Vu de Floride : LEED, assurance et la valeur verte à l'américaine
Ce qui me frappe, quand je regarde mes deux marchés côte à côte, c'est que les logiques se ressemblent mais les leviers diffèrent. Aux États-Unis, la certification de référence côté tertiaire et grands programmes résidentiels, c'est LEED, largement utilisée pour les sièges sociaux et les grands ensembles. Mais pour un acheteur particulier à Miami, la vraie variable durable n'est pas le label sur la plaquette, c'est l'assurance.
Un condo en zone à risque ouragan avec toiture récente, fenêtres à impact et système électrique aux normes paie une prime d'assurance sensiblement plus basse qu'un bien équivalent avec une toiture vieillissante. J'ai vu l'écart dépasser 2 000 dollars par an sur des biens comparables à Brickell. Ce n'est pas un chiffre national officiel, c'est ce que j'ai constaté sur mes propres dossiers et ceux de clients que j'accompagne, et ça varie énormément selon l'assureur et la zone. Mais la logique est la même qu'en France : la performance du bâti se traduit directement en euros ou en dollars, simplement le canal n'est pas le même. Chez nous, c'est le DPE et la valeur de revente. Là-bas, c'est la prime d'assurance et parfois la possibilité même d'être assuré.

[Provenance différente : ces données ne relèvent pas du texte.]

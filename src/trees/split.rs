//! Split scoring: information gain, gain ratio and weighted Gini.
//!
//! Partitions are described by the per-class counts of each child, so the
//! same functions serve multiway and binary splits.
use crate::metrics::impurity::{entropy_from_counts, gini_from_counts};
use std::cmp::Ordering;

/// Substituted for a split information of exactly zero.
pub const SPLIT_INFO_FLOOR: f64 = 1e-9;

/// How the rows of a view are sent to children.
#[derive(Clone, Debug, PartialEq)]
pub enum SplitRule {
    /// One child per distinct value.
    Multiway,
    /// `value <= threshold` versus the rest.
    Threshold(f64),
    /// `value == v` versus the rest.
    Equals(String),
}

/// The best split found for one attribute.
#[derive(Clone, Debug, PartialEq)]
pub struct SplitCandidate {
    pub attribute: usize,
    pub rule: SplitRule,
    pub score: f64,
}

impl SplitCandidate {
    pub fn new(attribute: usize, rule: SplitRule, score: f64) -> Self {
        Self {
            attribute,
            rule,
            score,
        }
    }
}

fn total(counts: &[usize]) -> usize {
    counts.iter().sum()
}

/// `entropy(parent) - Σ |child|/|parent| · entropy(child)`.
pub fn information_gain(parent: &[usize], children: &[Vec<usize>]) -> f64 {
    let n = total(parent);
    if n == 0 {
        return 0.0;
    }
    let n = n as f64;
    let weighted: f64 = children
        .iter()
        .filter(|child| total(child) > 0)
        .map(|child| total(child) as f64 / n * entropy_from_counts(child))
        .sum();
    entropy_from_counts(parent) - weighted
}

/// Entropy of the child-size distribution, ignoring labels.
pub fn split_information(child_sizes: &[usize]) -> f64 {
    entropy_from_counts(child_sizes)
}

/// `gain / split_info`, with [`SPLIT_INFO_FLOOR`] standing in for a zero split info.
pub fn gain_ratio(gain: f64, split_info: f64) -> f64 {
    if split_info == 0.0 {
        gain / SPLIT_INFO_FLOOR
    } else {
        gain / split_info
    }
}

/// `Σ |child|/|parent| · gini(child)`; lower is better.
pub fn weighted_gini(children: &[Vec<usize>]) -> f64 {
    let n: usize = children.iter().map(|child| total(child)).sum();
    if n == 0 {
        return 0.0;
    }
    let n = n as f64;
    children
        .iter()
        .filter(|child| total(child) > 0)
        .map(|child| total(child) as f64 / n * gini_from_counts(child))
        .sum()
}

/// Visits every midpoint threshold of a continuous attribute in ascending order.
///
/// `pairs` holds `(value, class)` for each row and is sorted in place. The
/// visitor receives the threshold and the class counts of the `<=` and `>`
/// sides; both sides are always non-empty. Fewer than two distinct values
/// means no visit at all.
pub fn scan_thresholds<F>(pairs: &mut [(f64, usize)], n_classes: usize, mut visit: F)
where
    F: FnMut(f64, &[usize], &[usize]),
{
    pairs.sort_by(|a, b| a.0.partial_cmp(&b.0).unwrap_or(Ordering::Equal));

    let mut left = vec![0; n_classes];
    let mut right = vec![0; n_classes];
    for &(_, class) in pairs.iter() {
        right[class] += 1;
    }

    let mut i = 0;
    while i < pairs.len() {
        let value = pairs[i].0;
        while i < pairs.len() && pairs[i].0 == value {
            left[pairs[i].1] += 1;
            right[pairs[i].1] -= 1;
            i += 1;
        }
        if i < pairs.len() {
            visit((value + pairs[i].0) / 2.0, &left, &right);
        }
    }
}

#[cfg(test)]
mod tests {
    use super::*;
    use approx::assert_relative_eq;

    #[test]
    fn test_information_gain_perfect_split() {
        let gain = information_gain(&[2, 2], &[vec![2, 0], vec![0, 2]]);
        assert_relative_eq!(gain, 1.0, epsilon = 1e-12);
    }

    #[test]
    fn test_information_gain_useless_split() {
        let gain = information_gain(&[2, 2], &[vec![1, 1], vec![1, 1]]);
        assert_relative_eq!(gain, 0.0, epsilon = 1e-12);
    }

    #[test]
    fn test_information_gain_outlook() {
        // Play Tennis: Sunny 2+/3-, Overcast 4+/0-, Rain 3+/2-
        let gain = information_gain(&[9, 5], &[vec![2, 3], vec![4, 0], vec![3, 2]]);
        assert_relative_eq!(gain, 0.246_749_819_774_439_1, epsilon = 1e-9);
    }

    #[test]
    fn test_gain_ratio_divides_by_split_info() {
        let split_info = split_information(&[4, 4]);
        assert_relative_eq!(split_info, 1.0, epsilon = 1e-12);
        assert_relative_eq!(gain_ratio(0.5, split_info), 0.5, epsilon = 1e-12);
    }

    #[test]
    fn test_gain_ratio_floor_on_zero_split_info() {
        assert_eq!(split_information(&[6]), 0.0);
        assert_relative_eq!(gain_ratio(0.25, 0.0), 0.25 / SPLIT_INFO_FLOOR);
        assert_eq!(gain_ratio(0.0, 0.0), 0.0);
    }

    #[test]
    fn test_weighted_gini() {
        assert_eq!(weighted_gini(&[vec![3, 0], vec![0, 3]]), 0.0);
        assert_relative_eq!(weighted_gini(&[vec![1, 1], vec![2, 0]]), 0.25, epsilon = 1e-12);
        assert_relative_eq!(weighted_gini(&[vec![2, 2], vec![]]), 0.5, epsilon = 1e-12);
    }

    #[test]
    fn test_scan_thresholds_counts() {
        let mut pairs = vec![(3.0, 1), (1.0, 0), (2.0, 0), (3.0, 1), (1.0, 1)];
        let mut seen = Vec::new();
        scan_thresholds(&mut pairs, 2, |threshold, left, right| {
            seen.push((threshold, left.to_vec(), right.to_vec()));
        });
        assert_eq!(
            seen,
            vec![
                (1.5, vec![1, 1], vec![1, 2]),
                (2.5, vec![2, 1], vec![0, 2]),
            ]
        );
    }

    #[test]
    fn test_scan_thresholds_single_value() {
        let mut pairs = vec![(5.0, 0), (5.0, 1)];
        let mut visits = 0;
        scan_thresholds(&mut pairs, 2, |_, _, _| visits += 1);
        assert_eq!(visits, 0);
    }
}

Ce que je regarde avant de considérer un bien comme réellement durable
Trois choses, dans cet ordre. D'abord la classe énergétique réelle et sa date de calcul, un DPE d'avant 2021 se calculait sur les factures et non sur les caractéristiques techniques du bâtiment, il est donc peu fiable. Ensuite, pour tout bien F ou G, le montant chiffré des travaux nécessaires, pas une estimation à la louche mais le chiffrage de l'audit énergétique. Enfin, l'exposition aux risques climatiques du terrain lui-même, en particulier le retrait-gonflement des argiles, qui touche environ 48 % du territoire français et qui n'apparaît sur aucune plaquette commerciale.
Pour une situation fiscale ou patrimoniale personnelle, déficit foncier sur des travaux de rénovation énergétique, montage en LLC pour un bien américain, arbitrage entre vendre un F maintenant ou financer sa rénovation, je vous renvoie systématiquement vers votre notaire ou votre avocat fiscaliste. C'est leur métier, pas le mien, et sur ce point précis je préfère vous dire que je ne sais pas plutôt que de vous donner une réponse générique qui ne collerait pas à votre cas.
Mon appartement lyonnais est classé C aujourd'hui. Je sais déjà qu'il me faudra probablement investir dans l'isolation des combles d'ici cinq à sept ans si je veux garder une marge avant que la réglementation ne resserre encore l'étau sur les classes intermédiaires. Ce n'est pas une urgence. Mais c'est déjà sur mon calendrier.